10  Encoding datetime features with DatetimeEncoder

10.1 Introduction

Datetime features are very important for many data analysis and machine learning tasks, as they often carry significant information about temporal patterns and trends. For instance, including as features the day of the week, time of day, or season can provide valuable insights for predictive modeling.

However, working with datetime data can be difficult due to the variety of formats in which dates and times are represented. Typical formats include "%Y-%m-%d", "%d/%m/%Y", and "%d %B %Y", among others. Correct parsing of these and more exotic formats is essential to avoid errors and ensure accurate feature extraction.

In this section we are going to cover how skrub can help with dealing with datetimes using to_datetime, ToDatetime, and the DatetimeEncoder.

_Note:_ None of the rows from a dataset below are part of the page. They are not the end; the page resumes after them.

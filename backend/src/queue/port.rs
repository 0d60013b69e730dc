//! Credit Port - the queue's only way to move credits
//!
//! The queue never touches ledger storage. Every credit movement goes
//! through `CreditPort`, and every such call is treated as a potential
//! re-entry point:
//!
//! 1. The queue finishes updating its own book *before* calling the port
//! 2. It flips its `CallPhase` to `EffectsApplied` for the duration of the call
//! 3. The callee receives a read-only `MembershipView`; it can observe the
//!    queue but has no handle through which to mutate it
//!
//! A callee that could call back into the queue would therefore only ever
//! see the finished, consistent state.

use crate::core::account::{Account, Amount};
use crate::models::ledger::{CreditLedger, LedgerError};
use crate::models::queue_book::QueueBook;
use serde::{Deserialize, Serialize};

/// Progress of the queue's current call relative to its outbound transfer
#[derive(Debug, Clone, Copy, PartialEq, Eq, Default, Serialize, Deserialize)]
pub enum CallPhase {
    /// No call in flight
    #[default]
    Idle,

    /// Book updated; outbound credit call in flight
    EffectsApplied,
}

/// Read-only view of queue membership handed to the credit port
#[derive(Debug, Clone, Copy)]
pub struct MembershipView<'a> {
    book: &'a QueueBook,
    phase: CallPhase,
}

impl<'a> MembershipView<'a> {
    pub(crate) fn new(book: &'a QueueBook, phase: CallPhase) -> Self {
        Self { book, phase }
    }

    pub fn phase(&self) -> CallPhase {
        self.phase
    }

    pub fn is_in_queue(&self, account: &Account) -> bool {
        self.book.contains(account)
    }

    pub fn queue_length(&self) -> usize {
        self.book.len()
    }

    /// 1-indexed position of `account`
    pub fn position_of(&self, account: &Account) -> Option<usize> {
        self.book.slot_of(account).map(|slot| slot + 1)
    }

    pub fn at(&self, slot: usize) -> Option<&'a Account> {
        self.book.at(slot)
    }

    pub fn is_consistent(&self) -> bool {
        self.book.is_consistent()
    }
}

/// Credit operations the queue relies on
///
/// Implemented by `CreditLedger`. Tests implement it with hostile callees
/// that inspect the view while a transfer is in flight.
pub trait CreditPort {
    /// Address of the ledger behind this port
    fn address(&self) -> &Account;

    fn balance_of(&self, account: &Account) -> Amount;

    fn allowance(&self, owner: &Account, spender: &Account) -> Amount;

    /// Move credits owned by `caller`
    fn transfer(
        &mut self,
        caller: &Account,
        to: &Account,
        amount: Amount,
        view: MembershipView<'_>,
    ) -> Result<(), LedgerError>;

    /// Move credits owned by `from` using `spender`'s allowance
    fn transfer_from(
        &mut self,
        spender: &Account,
        from: &Account,
        to: &Account,
        amount: Amount,
        view: MembershipView<'_>,
    ) -> Result<(), LedgerError>;
}

impl CreditPort for CreditLedger {
    fn address(&self) -> &Account {
        CreditLedger::address(self)
    }

    fn balance_of(&self, account: &Account) -> Amount {
        CreditLedger::balance_of(self, account)
    }

    fn allowance(&self, owner: &Account, spender: &Account) -> Amount {
        CreditLedger::allowance(self, owner, spender)
    }

    fn transfer(
        &mut self,
        caller: &Account,
        to: &Account,
        amount: Amount,
        _view: MembershipView<'_>,
    ) -> Result<(), LedgerError> {
        CreditLedger::transfer(self, caller, to, amount)
    }

    fn transfer_from(
        &mut self,
        spender: &Account,
        from: &Account,
        to: &Account,
        amount: Amount,
        _view: MembershipView<'_>,
    ) -> Result<(), LedgerError> {
        CreditLedger::transfer_from(self, spender, from, to, amount)
    }
}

10.2 Converting datetime strings to datetime objects

Often, the first operation that must be done to work with datetime objects is converting the datetimes from a string representation to a proper datetime object. This is beneficial because using datetimes gives access to datetime-specific features, and allows to access the different parts of the datetime.

Skrub provides different objects to deal with the conversion problem.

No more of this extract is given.